About this exercise =
Count the lines in the entries that contain "EngineResult". Say the number and nothing more.

-------- Material for this exercise

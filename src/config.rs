//! Layered application configuration: defaults, overridden by an optional
//! TOML file, overridden again by `LATTICEFLOW_*` environment variables.
//! Mirrors the `load_config` / `apply_env_overrides` / `validate_config`
//! pipeline the teacher's configuration crates use.

use crate::error::{EngineError, EngineResult};
use crate::scheduler::SchedulerOptions;
use serde::{Deserialize, Serialize};
use std::path::{Path, PathBuf};

/// Top-level application configuration: where the pipeline lives on disk and
/// how the scheduler should drive it.
#[derive(Debug, Clone, Serialize, Deserialize)]
pub struct AppConfig {
    pub pipeline_dir: PathBuf,
    pub log_level: String,
    pub scheduler: SchedulerConfig,
}

/// TOML-serialisable mirror of [`SchedulerOptions`] (kept distinct from the
/// runtime type since the runtime type is constructed from this plus CLI
/// flag overrides).
#[derive(Debug, Clone, Serialize, Deserialize)]
pub struct SchedulerConfig {
    pub max_jobs: usize,
    pub rerun: bool,
    pub repopulate: bool,
    pub cleanup: bool,
    pub prune: bool,
}

impl Default for SchedulerConfig {
    fn default() -> Self {
        let opts = SchedulerOptions::default();
        Self {
            max_jobs: opts.max_jobs,
            rerun: opts.rerun,
            repopulate: opts.repopulate,
            cleanup: opts.cleanup,
            prune: opts.prune,
        }
    }
}

impl From<&SchedulerConfig> for SchedulerOptions {
    fn from(c: &SchedulerConfig) -> Self {
        SchedulerOptions {
            max_jobs: c.max_jobs,
            rerun: c.rerun,
            repopulate: c.repopulate,
            cleanup: c.cleanup,
            prune: c.prune,
        }
    }
}

impl Default for AppConfig {
    fn default() -> Self {
        Self {
            pipeline_dir: PathBuf::from("./pipeline"),
            log_level: "info".to_string(),
            scheduler: SchedulerConfig::default(),
        }
    }
}

impl AppConfig {
    /// Loads defaults, then a TOML file if `path` is given and exists, then
    /// applies `LATTICEFLOW_*` environment overrides, then validates.
    pub fn load(path: Option<&Path>) -> EngineResult<Self> {
        let mut config = match path {
            Some(p) if p.exists() => Self::from_file(p)?,
            _ => Self::default(),
        };
        config.apply_env_overrides();
        config.validate()?;
        Ok(config)
    }

    fn from_file(path: &Path) -> EngineResult<Self> {
        let content = std::fs::read_to_string(path)?;
        let config: AppConfig = toml::from_str(&content)
            .map_err(|e| EngineError::UnknownResource(format!("invalid config {}: {e}", path.display())))?;
        Ok(config)
    }

    fn apply_env_overrides(&mut self) {
        if let Ok(dir) = std::env::var("LATTICEFLOW_PIPELINE_DIR") {
            self.pipeline_dir = PathBuf::from(dir);
        }
        if let Ok(level) = std::env::var("LATTICEFLOW_LOG_LEVEL") {
            self.log_level = level;
        }
        if let Ok(v) = std::env::var("LATTICEFLOW_MAX_JOBS") {
            if let Ok(n) = v.parse() {
                self.scheduler.max_jobs = n;
            }
        }
        if let Ok(v) = std::env::var("LATTICEFLOW_RERUN") {
            self.scheduler.rerun = parse_bool(&v);
        }
        if let Ok(v) = std::env::var("LATTICEFLOW_CLEANUP") {
            self.scheduler.cleanup = parse_bool(&v);
        }
    }

    fn validate(&self) -> EngineResult<()> {
        if self.scheduler.max_jobs == 0 {
            return Err(EngineError::UnknownResource(
                "scheduler.max_jobs must be at least 1".to_string(),
            ));
        }
        Ok(())
    }
}

fn parse_bool(v: &str) -> bool {
    matches!(v.to_ascii_lowercase().as_str(), "1" | "true" | "yes" | "on")
}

----------------

Task answer =
4